Matthias Plass ist neuer Netzregionsleiter Brandenburg

(PresseBox) (Halle, ) Der enviaM-Netzdienstleister envia NSG hat ab 1. Februar einen neuen Leiter der Netzregion Brandenburg. Matthias Plass (48) löst Dieter Giersch (59) ab, der zum 31. Januar in den Ruhestand gegangen ist.

Der gebürtige Wittenberger verfügt über langjährige berufliche Erfahrungen im Netzgeschäft. Der Diplom-Ingenieur ist seit 1980 in verschiedenen Positionen in der enviaM-Gruppe und den Vorgängerunternehmen tätig. Zuletzt war Plass Leiter Operatives Assetmanagement beim enviaM-Netzbetreiber MITNETZ STROM in Halle/Saale.

"Ich freue mich, nach Brandenburg zurückzukehren. Bereits von 1987 bis 1999 arbeitete ich in Cottbus als Planungsingenieur. Seitdem fühle ich mich mit der Region sehr verbunden", so Plass.

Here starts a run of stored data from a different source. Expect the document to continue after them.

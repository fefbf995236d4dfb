//! Registration, login, and logout.
//!
//! These handlers talk to the user collection directly: user accounts are
//! not a catalog resource and have no public CRUD surface.

use axum::extract::rejection::JsonRejection;
use axum::extract::State;
use axum::http::{header, StatusCode};
use axum::response::{AppendHeaders, IntoResponse};
use axum::{Extension, Json};
use chrono::Utc;
use serde_json::{json, Value};
use std::future::Future;
use uuid::Uuid;

use super::decode_body;
use crate::auth::{self, Claims};
use crate::database::StoreError;
use crate::error::ApiError;
use crate::middleware::{AuthUser, SESSION_COOKIE};
use crate::models::user::{
    LoginRequest, RegisterRequest, User, LOGIN_RULES, REGISTER_RULES, USERS_COLLECTION,
};
use crate::state::AppState;

/// POST /auth/register
pub async fn register(
    State(state): State<AppState>,
    payload: Result<Json<Value>, JsonRejection>,
) -> Result<impl IntoResponse, ApiError> {
    let req: RegisterRequest = decode_body(payload, REGISTER_RULES)?;

    // Fast-path duplicate check. The unique indexes on the collection are
    // the source of truth; a concurrent insert still surfaces as Duplicate
    // below.
    let email_taken =
        bounded(&state, state.store.find_one(USERS_COLLECTION, "email", &req.email))
            .await?
            .is_some();
    let username_taken =
        bounded(&state, state.store.find_one(USERS_COLLECTION, "username", &req.username))
            .await?
            .is_some();
    if email_taken || username_taken {
        return Err(duplicate_account());
    }

    let hashed = auth::hash_password(&req.password).map_err(|e| {
        tracing::error!("password hashing error: {}", e);
        ApiError::internal_server_error("Internal server error")
    })?;

    let id = Uuid::new_v4();
    let now = Utc::now();
    let doc = json!({
        "id": id,
        "username": req.username,
        "email": req.email,
        "password": hashed,
        "createdAt": now,
        "updatedAt": now,
    });

    let stored = match bounded_raw(&state, state.store.insert(USERS_COLLECTION, id, doc)).await? {
        Ok(stored) => stored,
        Err(StoreError::Duplicate(_)) => return Err(duplicate_account()),
        Err(e) => return Err(e.into()),
    };

    tracing::info!(user_id = %id, "registered new user");
    Ok((
        StatusCode::CREATED,
        Json(json!({
            "id": id,
            "username": stored["username"],
            "email": stored["email"],
        })),
    ))
}

/// POST /auth/login
pub async fn login(
    State(state): State<AppState>,
    payload: Result<Json<Value>, JsonRejection>,
) -> Result<impl IntoResponse, ApiError> {
    let req: LoginRequest = decode_body(payload, LOGIN_RULES)?;

    let doc = bounded(&state, state.store.find_one(USERS_COLLECTION, "email", &req.email))
        .await?
        .ok_or_else(invalid_credentials)?;

    let user: User = serde_json::from_value(doc).map_err(|e| {
        tracing::error!("stored user document is malformed: {}", e);
        ApiError::internal_server_error("Internal server error")
    })?;

    let password_ok = auth::verify_password(&req.password, &user.password).map_err(|e| {
        tracing::error!("password verification error: {}", e);
        ApiError::internal_server_error("Internal server error")
    })?;
    if !password_ok {
        return Err(invalid_credentials());
    }

    let expiry_hours = state.config.security.jwt_expiry_hours;
    let claims = Claims::new(user.id.to_string(), vec!["user".to_string()], expiry_hours);
    let token = auth::issue_token(&claims, &state.config.security.jwt_secret).map_err(|e| {
        tracing::error!("token generation error: {}", e);
        ApiError::internal_server_error("Internal server error")
    })?;

    tracing::info!(user_id = %user.id, "user logged in");

    let cookie =
        session_cookie(&token, (expiry_hours * 3600) as i64, state.config.secure_cookies());
    Ok((
        AppendHeaders([(header::SET_COOKIE, cookie)]),
        Json(json!({
            "user": {
                "id": user.id,
                "username": user.username,
                "email": user.email,
            }
        })),
    ))
}

/// POST /auth/logout — requires a valid session; clears the cookie.
pub async fn logout(
    State(state): State<AppState>,
    Extension(user): Extension<AuthUser>,
) -> impl IntoResponse {
    tracing::info!(user_id = %user.user_id, "user logged out");

    let cookie = session_cookie("", 0, state.config.secure_cookies());
    (
        AppendHeaders([(header::SET_COOKIE, cookie)]),
        Json(json!({ "message": "Successfully logged out" })),
    )
}

fn invalid_credentials() -> ApiError {
    ApiError::unauthorized("Invalid credentials")
}

fn duplicate_account() -> ApiError {
    ApiError::conflict("Email or username already exists")
}

/// HTTP-only session cookie; Secure outside development.
fn session_cookie(token: &str, max_age_secs: i64, secure: bool) -> String {
    let mut cookie = format!(
        "{}={}; Path=/; Max-Age={}; HttpOnly; SameSite=Lax",
        SESSION_COOKIE, token, max_age_secs
    );
    if secure {
        cookie.push_str("; Secure");
    }
    cookie
}

/// Bound the wait on a store call and surface failures generically.
async fn bounded<T>(
    state: &AppState,
    op: impl Future<Output = Result<T, StoreError>>,
) -> Result<T, ApiError> {
    Ok(bounded_raw(state, op).await??)
}

/// Like [`bounded`], but leaves store errors to the caller.
async fn bounded_raw<T>(
    state: &AppState,
    op: impl Future<Output = Result<T, StoreError>>,
) -> Result<Result<T, StoreError>, ApiError> {
    tokio::time::timeout(state.request_timeout(), op).await.map_err(|_| {
        tracing::error!("store operation timed out");
        ApiError::internal_server_error("Internal server error")
    })
}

Die Netzregion Brandenburg erstreckt sich über eine Fläche von rund 8.000 Quadratkilometern. Sie umfasst die Landkreise Elbe-Elster, Oberspreewald-Lausitz und Spree-Neiße, sowie Teile der Landkreise Bautzen, Dahme-Spreewald, Görlitz, Teltow-Fläming und Wittenberg. envia NSG hat ihren brandenburgischen Hauptsitz in Klein Gaglow.

Weitere Standorte sind Falkenberg und Ruhland. Das zu betreuende Stromnetz hat eine Länge von über 16.000 Kilometern.

Hintergrund

Die envia Netzservice GmbH (envia NSG), Kabelsketal, ist eine 100-prozentige Tochtergesellschaft der envia Mitteldeutsche Energie AG (enviaM). In der enviaM-Gruppe ist die envia NSG im Auftrag von Netzbetreibern als Netzdienstleister für Bau, Wartung und Instandhaltung von Stromnetzen in Ostdeutschland zuständig.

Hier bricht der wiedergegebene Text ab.